TASK TO CARRY OUT - Copy every line of the data in which the word "crate" occurs.

DATA FOR ANALYSIS -
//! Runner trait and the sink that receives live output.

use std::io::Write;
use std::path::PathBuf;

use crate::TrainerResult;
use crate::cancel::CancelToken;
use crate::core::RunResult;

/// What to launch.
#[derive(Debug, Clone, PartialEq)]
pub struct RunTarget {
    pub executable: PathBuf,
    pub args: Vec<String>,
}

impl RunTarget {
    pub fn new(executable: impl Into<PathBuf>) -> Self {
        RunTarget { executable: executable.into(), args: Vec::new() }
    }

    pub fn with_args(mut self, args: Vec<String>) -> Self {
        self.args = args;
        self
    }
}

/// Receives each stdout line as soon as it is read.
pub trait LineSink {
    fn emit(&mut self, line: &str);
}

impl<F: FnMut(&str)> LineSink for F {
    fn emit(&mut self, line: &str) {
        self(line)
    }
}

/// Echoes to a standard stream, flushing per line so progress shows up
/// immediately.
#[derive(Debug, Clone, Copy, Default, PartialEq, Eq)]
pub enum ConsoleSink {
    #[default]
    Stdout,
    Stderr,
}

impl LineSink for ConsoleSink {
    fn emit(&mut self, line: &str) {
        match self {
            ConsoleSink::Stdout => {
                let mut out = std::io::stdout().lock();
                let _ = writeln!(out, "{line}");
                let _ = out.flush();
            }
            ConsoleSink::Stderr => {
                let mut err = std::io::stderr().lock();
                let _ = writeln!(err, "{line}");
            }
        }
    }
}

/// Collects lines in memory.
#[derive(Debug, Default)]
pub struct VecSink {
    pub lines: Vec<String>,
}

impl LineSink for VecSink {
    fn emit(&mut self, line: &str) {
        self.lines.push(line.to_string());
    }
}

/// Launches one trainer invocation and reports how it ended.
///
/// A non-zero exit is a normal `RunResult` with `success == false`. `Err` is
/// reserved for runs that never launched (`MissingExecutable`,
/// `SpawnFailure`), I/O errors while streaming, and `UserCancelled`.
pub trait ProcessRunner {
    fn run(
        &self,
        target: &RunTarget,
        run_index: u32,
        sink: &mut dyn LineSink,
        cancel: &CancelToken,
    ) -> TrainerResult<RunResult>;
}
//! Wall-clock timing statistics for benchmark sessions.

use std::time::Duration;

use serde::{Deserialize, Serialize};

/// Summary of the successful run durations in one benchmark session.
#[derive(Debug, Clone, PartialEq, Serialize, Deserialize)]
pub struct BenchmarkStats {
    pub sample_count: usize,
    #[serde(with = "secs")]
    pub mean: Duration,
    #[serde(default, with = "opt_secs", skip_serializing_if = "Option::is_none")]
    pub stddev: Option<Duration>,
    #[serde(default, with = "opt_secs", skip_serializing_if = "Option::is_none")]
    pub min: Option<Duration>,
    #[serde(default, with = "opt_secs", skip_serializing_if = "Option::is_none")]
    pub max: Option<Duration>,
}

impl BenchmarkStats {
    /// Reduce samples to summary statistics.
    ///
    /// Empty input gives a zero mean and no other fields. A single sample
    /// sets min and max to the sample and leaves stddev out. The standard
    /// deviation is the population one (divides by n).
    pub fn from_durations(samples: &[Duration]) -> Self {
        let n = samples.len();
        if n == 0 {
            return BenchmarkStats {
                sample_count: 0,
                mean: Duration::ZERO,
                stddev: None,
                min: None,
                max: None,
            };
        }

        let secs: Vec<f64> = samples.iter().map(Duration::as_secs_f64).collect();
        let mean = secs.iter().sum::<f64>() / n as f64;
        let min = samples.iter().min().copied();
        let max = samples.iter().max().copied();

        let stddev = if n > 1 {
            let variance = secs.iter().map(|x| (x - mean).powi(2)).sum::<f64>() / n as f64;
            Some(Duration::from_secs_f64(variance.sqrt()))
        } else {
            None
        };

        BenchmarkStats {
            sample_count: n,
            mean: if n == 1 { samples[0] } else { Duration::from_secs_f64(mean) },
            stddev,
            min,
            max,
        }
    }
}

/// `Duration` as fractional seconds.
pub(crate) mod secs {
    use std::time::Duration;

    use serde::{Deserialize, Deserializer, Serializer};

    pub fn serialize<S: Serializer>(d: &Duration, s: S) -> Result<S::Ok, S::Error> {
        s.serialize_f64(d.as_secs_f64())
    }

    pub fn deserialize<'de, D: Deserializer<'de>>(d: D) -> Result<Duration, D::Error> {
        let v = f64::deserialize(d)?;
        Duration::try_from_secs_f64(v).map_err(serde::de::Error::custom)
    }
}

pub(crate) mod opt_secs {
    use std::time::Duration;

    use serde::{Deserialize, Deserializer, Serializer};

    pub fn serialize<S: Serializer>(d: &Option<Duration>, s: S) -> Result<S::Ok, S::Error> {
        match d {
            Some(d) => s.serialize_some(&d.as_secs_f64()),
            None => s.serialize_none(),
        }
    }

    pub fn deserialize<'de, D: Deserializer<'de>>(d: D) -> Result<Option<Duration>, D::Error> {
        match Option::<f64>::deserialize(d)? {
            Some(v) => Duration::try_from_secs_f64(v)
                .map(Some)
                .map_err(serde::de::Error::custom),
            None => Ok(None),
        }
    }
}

EXPECTED ANSWER -
use crate::TrainerResult;
use crate::cancel::CancelToken;
use crate::core::RunResult;
pub(crate) mod secs {
pub(crate) mod opt_secs {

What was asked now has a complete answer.